Gün boyu basına kapalı olan toplantıda, çatışmalı süreçte yakınlarını kaybeden aileler, hikayelerini aktardı. Acıların paylaşıldığı toplantıda, barışın toplumsallaşmasının hikayelerin tanınması, duyulması ve birlikte yaşamın yolların bulunmasından geçtiğine dikkati çekildi.

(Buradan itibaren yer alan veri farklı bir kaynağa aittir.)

//! Configuration module for Rustform.
//!
//! Handles loading and merging configuration from multiple sources:
//! - Default values
//! - User configuration (~/.rustform.toml)
//! - Project configuration (./rustform.toml)
//! - Explicit `--config` file
//! - Environment variables

use std::path::{Path, PathBuf};

use serde::{Deserialize, Serialize};

use crate::error::{Error, Result};
use crate::stack::DEFAULT_REGION;

/// Main configuration structure.
#[derive(Debug, Clone, PartialEq, Eq, Serialize, Deserialize)]
#[serde(default)]
pub struct Config {
    /// Default settings.
    pub defaults: Defaults,
    /// Colors and output settings.
    pub colors: ColorsConfig,
    /// Logging settings.
    pub logging: LoggingConfig,
    /// Configuration files that were applied, in precedence order. Recorded
    /// here so the binary can report them once the subscriber is up.
    #[serde(skip)]
    pub loaded_files: Vec<PathBuf>,
}

impl Default for Config {
    fn default() -> Self {
        Self {
            defaults: Defaults::default(),
            colors: ColorsConfig::default(),
            logging: LoggingConfig::default(),
            loaded_files: Vec::new(),
        }
    }
}

/// Default configuration values.
#[derive(Debug, Clone, PartialEq, Eq, Serialize, Deserialize)]
#[serde(default)]
pub struct Defaults {
    /// Provider region.
    pub region: String,
    /// Path of the state file.
    pub state_path: PathBuf,
    /// Wait for the instance to become running during apply.
    pub wait: bool,
    /// Timeout for wait operations in seconds.
    pub wait_timeout: u64,
}

impl Default for Defaults {
    fn default() -> Self {
        Self {
            region: DEFAULT_REGION.to_string(),
            state_path: PathBuf::from("rustform.state.json"),
            wait: true,
            wait_timeout: 300,
        }
    }
}

/// Colors and output settings.
#[derive(Debug, Clone, PartialEq, Eq, Serialize, Deserialize)]
#[serde(default)]
pub struct ColorsConfig {
    /// Enable colored terminal output.
    pub enabled: bool,
}

impl Default for ColorsConfig {
    fn default() -> Self {
        Self { enabled: true }
    }
}

/// Logging settings.
#[derive(Debug, Clone, PartialEq, Eq, Serialize, Deserialize, Default)]
#[serde(default)]
pub struct LoggingConfig {
    /// Log filter overriding the verbosity-derived default, e.g. `debug`.
    pub level: Option<String>,
}

/// Overlay shape for partial configuration files.
#[derive(Debug, Clone, Default, Deserialize)]
#[serde(default)]
struct RawConfig {
    defaults: RawDefaults,
    colors: RawColors,
    logging: LoggingConfig,
}

#[derive(Debug, Clone, Default, Deserialize)]
#[serde(default)]
struct RawDefaults {
    region: Option<String>,
    state_path: Option<PathBuf>,
    wait: Option<bool>,
    wait_timeout: Option<u64>,
}

#[derive(Debug, Clone, Default, Deserialize)]
#[serde(default)]
struct RawColors {
    enabled: Option<bool>,
}

impl Config {
    /// Loads configuration with the documented precedence. A missing file is
    /// skipped silently except for an explicitly requested one, which is an
    /// error.
    pub fn load(explicit: Option<&PathBuf>) -> Result<Self> {
        let mut config = Self::default();

        let mut candidates: Vec<PathBuf> = Vec::new();
        if let Some(home) = dirs::home_dir() {
            candidates.push(home.join(".rustform.toml"));
        }
        candidates.push(PathBuf::from("rustform.toml"));

        for path in &candidates {
            if path.exists() {
                config.overlay_file(path)?;
            }
        }

        if let Some(path) = explicit {
            if !path.exists() {
                return Err(Error::Config(format!(
                    "config file '{}' not found",
                    path.display()
                )));
            }
            config.overlay_file(path)?;
        }

        config.overlay_env();
        config.validate()?;
        Ok(config)
    }

    fn overlay_file(&mut self, path: &Path) -> Result<()> {
        let contents = std::fs::read_to_string(path)?;
        let raw: RawConfig = toml::from_str(&contents)?;

        if let Some(region) = raw.defaults.region {
            self.defaults.region = region;
        }
        if let Some(state_path) = raw.defaults.state_path {
            self.defaults.state_path = state_path;
        }
        if let Some(wait) = raw.defaults.wait {
            self.defaults.wait = wait;
        }
        if let Some(wait_timeout) = raw.defaults.wait_timeout {
            self.defaults.wait_timeout = wait_timeout;
        }
        if let Some(enabled) = raw.colors.enabled {
            self.colors.enabled = enabled;
        }
        if raw.logging.level.is_some() {
            self.logging.level = raw.logging.level;
        }

        self.loaded_files.push(path.to_path_buf());
        Ok(())
    }

    fn overlay_env(&mut self) {
        if let Ok(region) = std::env::var("RUSTFORM_REGION") {
            self.defaults.region = region;
        }
        if let Ok(state_path) = std::env::var("RUSTFORM_STATE_PATH") {
            self.defaults.state_path = PathBuf::from(state_path);
        }
        if let Ok(level) = std::env::var("RUSTFORM_LOG") {
            self.logging.level = Some(level);
        }
    }

    fn validate(&self) -> Result<()> {
        if self.defaults.region.trim().is_empty() {
            return Err(Error::InvalidConfig {
                key: "defaults.region".to_string(),
                message: "must not be empty".to_string(),
            });
        }
        if self.defaults.wait_timeout == 0 {
            return Err(Error::InvalidConfig {
                key: "defaults.wait_timeout".to_string(),
                message: "must be greater than zero".to_string(),
            });
        }
        Ok(())
    }
}

#[cfg(test)]
mod tests {
    use super::*;
    use pretty_assertions::assert_eq;
    use serial_test::serial;
    use tempfile::tempdir;

    #[test]
    fn default_config_values() {
        let config = Config::default();
        assert_eq!(config.defaults.region, "us-east-1");
        assert_eq!(
            config.defaults.state_path,
            PathBuf::from("rustform.state.json")
        );
        assert!(config.defaults.wait);
        assert_eq!(config.defaults.wait_timeout, 300);
        assert!(config.colors.enabled);
        assert_eq!(config.logging.level, None);
    }

    #[test]
    #[serial]
    fn explicit_file_overrides_defaults() {
        let dir = tempdir().unwrap();
        let path = dir.path().join("rustform.toml");
        std::fs::write(
            &path,
            r#"
[defaults]
region = "us-west-2"
wait_timeout = 120

[colors]
enabled = false
"#,
        )
        .unwrap();

        let config = Config::load(Some(&path)).unwrap();
        assert_eq!(config.defaults.region, "us-west-2");
        assert_eq!(config.defaults.wait_timeout, 120);
        assert!(!config.colors.enabled);
        // Untouched keys keep their defaults.
        assert!(config.defaults.wait);
        assert!(config.loaded_files.contains(&path));
    }

    #[test]
    #[serial]
    fn env_overrides_file() {
        let dir = tempdir().unwrap();
        let path = dir.path().join("rustform.toml");
        std::fs::write(&path, "[defaults]\nregion = \"us-west-2\"\n").unwrap();

        std::env::set_var("RUSTFORM_REGION", "eu-central-1");
        let config = Config::load(Some(&path)).unwrap();
        std::env::remove_var("RUSTFORM_REGION");

        assert_eq!(config.defaults.region, "eu-central-1");
    }

    #[test]
    #[serial]
    fn missing_explicit_file_is_an_error() {
        let err = Config::load(Some(&PathBuf::from("/nonexistent/rustform.toml"))).unwrap_err();
        assert!(matches!(err, Error::Config(_)));
    }

    #[test]
    #[serial]
    fn zero_wait_timeout_is_rejected() {
        let dir = tempdir().unwrap();
        let path = dir.path().join("rustform.toml");
        std::fs::write(&path, "[defaults]\nwait_timeout = 0\n").unwrap();
        let err = Config::load(Some(&path)).unwrap_err();
        assert!(matches!(err, Error::InvalidConfig { .. }));
    }
}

Barış için neler yapılmalı?

Buluşmanın dünkü ikinci gününde sivil toplum örgütü temsilcileri bir araya geldi. Buluşmada barışın toplumsallaşması için yol ve yöntemler masaya yatırıldı. İHD Eşbaşkanı Eren Keskin, hak savunucuları olarak hangi zeminde olursa olsun barışı savunacaklarını belirtti. Eren Keskin, "Bizler, 'Neler yapabilirizi' konuşmak için buradayız. Savaşa dair her şeyi en yakından takip eden belki de tek örgütüz. Her zaman barışı savunduk. Bugün bir kez daha devlet diliyle barış telaffuz ediliyor. Biz ne olursa olsun barışı duyduğumuz anda mücadelemizi yükseltiyoruz. Bizim için barışın konuşulması oldukça çok önemli. Biz, bu savaşın, çatışmalı ortamın özneleri konuşsun istedik. Bu savaş ve çatışmalı ortamda mağdur olan bir kesim bir nebzede olsa devlet tarafından sahiplenilse de bir kesim devlet tarafından görülmüyor" ifadelerini kullandı. 

İHD Eşbaşkanı Hüseyin Küçükbalaban da önceki gün ailelerle birlikte önemli bir buluşma gerçekleştirdiklerini ve birçok kesime ulaşmaya çalıştıklarını, ancak bu konuda istedikleri sonucu alamadıklarını belirtti. Bu süreçte sivil toplumun önemine dikkat çeken Küçükbalaban, süreçte sivil toplum olarak yol haritasını tartışacaklarını kaydetti. 

Toplantı basına kapalı devam etti. AMED

 

 

* * *

33 yıllık veriler

İHD EşBaşkanı Hüseyin Küçükbalaban, bu sürecin barışa evrilmesini temenni ederek, “Barış Hakkı”na dair kısa bir sunum gerçekleştirdi. Küçükbalaban, 1991-2024 yılları arasındaki İHD’nin verilerine dair şu bilgileri paylaştı: “36 bin 400 kişi hayatını kaybetti. 26 bin 955 kişisi militan, asker, polis yaşamını yitirdi. Kürt sorununda yaşanan çatışmalı süreçte 9 bin 454 sivil, 2 bin 514 köy boşaltıldı. 1990-2023 arasında 3 bin 52 faili meçhul cinayet yaşandı. 3 bin 356 kişi yargısız infaz sonucu öldürüldü. Açılmış toplu mezar sayısı 31, iddia edilen toplu mezar sayısı 249, toplam mezar sayısı 280, tahmini 4 bin 5 insanın yaşamını yitirdiği düşünülüyor. Türk Savunma Bakanlığının 24 Temmuz 2015 sonrası verilerine göre 42 bin 639 diye verdi. Bunlar can kaybı, yerine gelmesi mümkün değil. Yeni canların kaybolmasını engellemek mümkün.”